Opinión

Voces y ecos

Voces y ecos

Un hombre conduce su auto por la avenida John F. Kennedy y debe detenerse en una intersección porque así lo ordena el semáforo.  Está a quince carros de la esquina propiamente dicha y observa el movimiento de la gente, cada uno en lo suyo. Un hombre joven y fornido trota de uno a otro lado ofertando limoncillos.

Llueve. Lo que cae parece débil para aguacero y fuerte para llovizna, pero llueve. El vendedor, casi mulato y casi negro, sigue moviéndose tan diligentemente como si lo que ofrece fuese un artículo de primera necesidad para la alimentación o la salud. Unos le llaman limoncillo, otros quenepa. 

El hombre del automóvil, protegido por los cristales, mira al vendedor, que carga dos grandes racimos de la fruta y se pregunta si el otro no le teme a la lluvia como ocurre con la mayoría de los dominicanos, que  se cubren la cabeza hasta con las manos. Este hombre no se cubre con nada. Ignora la lluvia con absoluto desempacho.

El hombre del automóvil no sólo espera que el semáforo le dé paso, sino que entre tanto  le da cabida a preguntas y reflexiones sobre la utilidad de comer limoncillos o uvas de playa. Recordó su  lejana infancia pueblerina, cuando chupaba esta fruta sin preguntarse  nada. Pero el tiempo cambia a la gente, o mejor, lo cambia todo.

Llamado técnicamente “melicoccus bijigatus”, el limoncillo es un árbol capaz de crecer hasta 30 metros. Se dice que es originario de las zonas tropicales de América: Colombia, Venezuela, América Central y el Caribe. No se sabe quién siembre esta planta, pero  la hemos visto en patios, parques y  en fincas. Su mayor utilidad ha consistido en la sombra que propicia.

Un coquito cubierto de una leve capa pulposa se pasa de un lado a otro en la boca y deja un rastro entre dulce y manchoso. Algunas personas encuentran deleite en chupar esta fruta que no podría saciar el hambre. Su aporte más notorio es un  color: limoncillo. Y es más notorio que el contenido nutritivo de la fruta y que el valor y consistencia de la madera que regala el árbol.
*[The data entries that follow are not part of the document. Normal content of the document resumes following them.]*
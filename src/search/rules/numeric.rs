//! Numeric rules: power, level, limit, and bare numbers.
//!
//! Spells and arts have no stats, so any numeric constraint excludes them.
//! Multiple constraints in one query must all hold.

use smallvec::SmallVec;

use crate::cards::CardRecord;
use crate::localize::Locale;
use crate::search::keywords;
use crate::search::range::NumericRange;
use crate::search::rule::{accept_all, NumericField, Predicate, Rule, RuleKind, SearchContext};
use crate::search::tokenizer::TokenBuffer;

/// Keyword-prefixed range over one numeric field (`power:10000+`, `lv3`).
#[derive(Clone, Debug)]
pub struct NumericRule {
    kind: RuleKind,
    field: NumericField,
    keywords: &'static [&'static str],
}

impl NumericRule {
    #[must_use]
    pub fn new(kind: RuleKind, field: NumericField, keywords: &'static [&'static str]) -> Self {
        Self { kind, field, keywords }
    }

    #[must_use]
    pub fn power() -> Self {
        Self::new(RuleKind::Power, NumericField::Power, keywords::POWER)
    }

    #[must_use]
    pub fn level() -> Self {
        Self::new(RuleKind::Level, NumericField::Level, keywords::LEVEL)
    }

    #[must_use]
    pub fn limit() -> Self {
        Self::new(RuleKind::Limit, NumericField::Limit, keywords::LIMIT)
    }

    /// The first keyword prefixing the token decides; its remainder must
    /// parse as a range.
    fn parse_token(&self, token: &str, locale: Locale<'_>) -> Option<NumericRange> {
        let keyword = self
            .keywords
            .iter()
            .map(|k| locale.keyword(k))
            .find(|k| token.starts_with(k.as_str()))?;
        parse_expression(&token[keyword.len()..])
    }
}

impl Rule for NumericRule {
    fn kind(&self) -> RuleKind {
        self.kind
    }

    fn parse<'a>(&self, tokens: &mut TokenBuffer, ctx: &SearchContext<'a>) -> Predicate<'a> {
        let locale = ctx.locale;
        let ranges: SmallVec<[NumericRange; 2]> = tokens
            .claim(|token| self.parse_token(token, locale))
            .into_iter()
            .collect();
        if ranges.is_empty() {
            return accept_all();
        }

        let field = self.field;
        Box::new(move |record: &CardRecord| {
            record.card_type.has_stats()
                && ranges.iter().all(|range| range.contains(field.read(record)))
        })
    }
}

/// Bare range with no keyword: small numbers are levels, large ones power.
#[derive(Clone, Copy, Debug, Default)]
pub struct NumberRule;

impl Rule for NumberRule {
    fn kind(&self) -> RuleKind {
        RuleKind::Number
    }

    fn parse<'a>(&self, tokens: &mut TokenBuffer, _ctx: &SearchContext<'a>) -> Predicate<'a> {
        let ranges: SmallVec<[NumericRange; 2]> = tokens
            .claim(parse_expression)
            .into_iter()
            .collect();
        if ranges.is_empty() {
            return accept_all();
        }

        Box::new(move |record: &CardRecord| {
            record.card_type.has_stats()
                && ranges.iter().all(|range| {
                    let field = if range.is_level_scale() {
                        NumericField::Level
                    } else {
                        NumericField::Power
                    };
                    range.contains(field.read(record))
                })
        })
    }
}

/// Range expression with an optional leading `:`.
fn parse_expression(expr: &str) -> Option<NumericRange> {
    NumericRange::parse(expr.strip_prefix(':').unwrap_or(expr))
}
El hombre del automóvil puso más velocidad a los limpiavidrios, pues la lluvia se había intensificado. Se acentuó su percepción de que una sociedad en la que los hombres en capacidad de producir se dedican a vender limoncillos es una sociedad atrasada. Más aún porque tanta  gente “come” esta frutica  inútil y peligrosa para los niños, que pueden atragantarlos.
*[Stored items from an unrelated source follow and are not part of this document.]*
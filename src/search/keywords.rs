//! Keyword synonym tables.
//!
//! Every table lists the spellings a player may type in any supported
//! language. Entries are compared against lower-cased query tokens after
//! passing through `Localizer::normalize_keyword`.

use crate::cards::{CardType, EffectGroup, Timming};

pub const COLORS: &[(&str, &[&str])] = &[
    ("colorless", &["colorless", "无", "无色", "無", "incolore", "무", "무색"]),
    ("white", &["white", "白", "白色", "белая", "bianco", "백", "백색"]),
    ("black", &["black", "黑", "黑色", "黒", "чёрная", "nero", "흑", "흑색"]),
    ("red", &["red", "红", "红色", "赤", "красная", "rosso", "적", "적색"]),
    ("blue", &["blue", "蓝", "蓝色", "青", "синяя", "blu", "청", "청색"]),
    ("green", &["green", "绿", "绿色", "緑", "зелёная", "verde", "녹", "녹색"]),
];

pub const CARD_TYPES: &[(CardType, &[&str])] = &[
    (CardType::Lrig, &["l", "lrig", "分身", "ルリグ", "идел", "루리그"]),
    (CardType::Signi, &["s", "signi", "精灵", "シグニ", "запись", "시그니"]),
    (CardType::Spell, &["spell", "魔法", "スペル", "магия", "스펠"]),
    (CardType::Arts, &["arts", "必杀", "技艺", "アーツ", "умение", "아츠"]),
    (CardType::Resona, &["resona", "共鸣", "レゾナ", "отголосок", "레조나"]),
];

pub const RARITIES: &[(&str, &[&str])] = &[
    ("c", &["c"]),
    ("r", &["r"]),
    ("lc", &["lc"]),
    ("sr", &["sr"]),
    ("lr", &["lr"]),
    ("st", &["st"]),
    ("pr", &["pr"]),
    ("sp", &["sp"]),
];

pub const RISE: &[&str] = &["rise", "升阶", "ライズ"];
pub const TRAP: &[&str] = &["trap", "陷阱", "陷阱标记", "トラップ"];
pub const ACCE: &[&str] = &["acce", "accessory", "附属", "アクセ"];

pub const SKILLS: &[(EffectGroup, &[&str])] = &[
    (
        EffectGroup::Const,
        &[
            "【常】", "常", "常时", "常时效果", "常時能力", "常時", "常時效果",
            "[constant]", "const", "constant",
            "[постоянно]", "постоянно",
            "상시", "[상시]",
        ],
    ),
    (
        EffectGroup::StartUp,
        &[
            "【出】", "出", "出场", "出场效果", "出场能力", "出現", "出現效果", "出現能力",
            "[on-play]", "[onplay]", "on-play", "onplay",
            "[при вводе]", "при вводе",
            "출현", "[출현]",
        ],
    ),
    (
        EffectGroup::Action,
        &[
            "【起】", "起", "起动", "起动效果", "起动能力", "起動", "起動效果", "起動能力",
            "[action]", "action",
            "[действие]", "действие",
            "기동", "[기동]",
        ],
    ),
    (
        EffectGroup::Burst,
        &[
            "※", "爆发", "迸发", "爆发效果", "迸发效果", "生命爆发", "生命迸发",
            "ライフバースト", "バースト",
            "burst", "lifeburst", "lb",
            "вспышка", "жизненная вспышка",
            "라이프 버스트", "라이프버스트", "버스트",
        ],
    ),
];

pub const NO_BURST: &[&str] = &[
    "无爆发", "无迸发", "noburst",
    "ライフバースト-", "バースト-",
    "迸发-", "爆发-", "burst-", "lifeburst-", "lb-",
    "вспышка-", "жизненная вспышка-",
    "버스트-", "라이프버스트-",
];

pub const CROSS: &[&str] = &[
    "cross", "交错", "クロス", "связь", "크로스",
    "[cross]", ">cross<", "【cross】", "【交错】", "【クロス】", "[связь]", ">크로스<",
];

pub const TIMMINGS: &[(Timming, &[&str])] = &[
    (
        Timming::MainPhase,
        &[
            "主要阶段", "【主要阶段】", "主要",
            "メインフェイズ", "【メインフェイズ】",
            "[mainphase]", "mainphase", "main",
            "[основнаяфаза]", "основнаяфаза", "основная",
            "메인", "메인페이즈", "[메인페이즈]",
        ],
    ),
    (
        Timming::AttackPhase,
        &[
            "攻击阶段", "【攻击阶段】", "攻击",
            "アタックフェイズ", "【アタックフェイズ】",
            "[attackphase]", "attackphase", "attack",
            "[фазаатаки]", "фазаатаки", "атака",
            "어택", "어택페이즈", "[어택페이즈]",
        ],
    ),
    (
        Timming::SpellCutIn,
        &[
            "魔法切入", "【魔法切入】", "切入",
            "スペルカットイン", "【スペルカットイン】",
            "[spellcut-in]", "[cut-in]", "[spellcutin]", "[cutin]", "spellcutin", "cutin", "cut",
            "[ответнамагию]", "[ответ]", "ответнамагию", "ответ",
            "컷인", "[스펠컷인]", "스펠컷인",
        ],
    ),
];

/// Canonical LRIG class names, matched through `Localizer::class_label`.
pub const LRIG_CLASSES: &[&str] = &[
    "タマ", "花代", "ユヅキ", "ピルルク", "エルドラ", "ミルルン", "緑子",
    "アン", "ウリス", "イオナ", "ウムル", "リメンバ", "タウィル", "サシェ",
    "ミュウ", "アイヤイ", "アルフォウ", "ハナレ", "リル", "メル",
    "あや", "ナナシ", "ドーナ", "ママ",
];

/// Canonical SIGNI class names.
pub const SIGNI_CLASSES: &[&str] = &[
    "精像", "天使", "悪魔", "美巧", "精武", "アーム", "ウェポン", "遊具",
    "毒牙", "精羅", "鉱石", "宝石", "植物", "原子", "宇宙", "精械", "電機",
    "古代兵器", "迷宮", "精生", "水獣", "空獣", "地獣", "龍獣", "凶蟲", "精元",
    "武勇", "調理", "トリック", "英知", "微菌", "怪異",
];

pub const POWER: &[&str] = &["力量", "パワー", "power", "сила", "파워"];
pub const LEVEL: &[&str] = &[
    "等级", "レベル", "level", "lv.", "lv", "уровень", "livello", "레벨",
];
pub const LIMIT: &[&str] = &["界限", "リミット", "limite", "limit", "ограничение", "리미트"];

pub const ILLUST: &[&str] = &["illust", "画师", "畫師"];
Cuando el vendedor de limoncillos le pasó nuevamente por el lado, el hombre del automóvil bajó el cristal y le habló: ¿Oye, no te molesta andar bajo la lluvia? –le preguntó. El vendedor, joven y fornido, le sonrió tenuemente y respondió: “Yo lo compra por saco, porque yo mantiene dos familias”. Y se echó a correr de nuevo. El semáforo cambió, y el otro hombre puso en marcha su vehículo. El de a pie siguió vendiendo quenepas bajo la lluvia.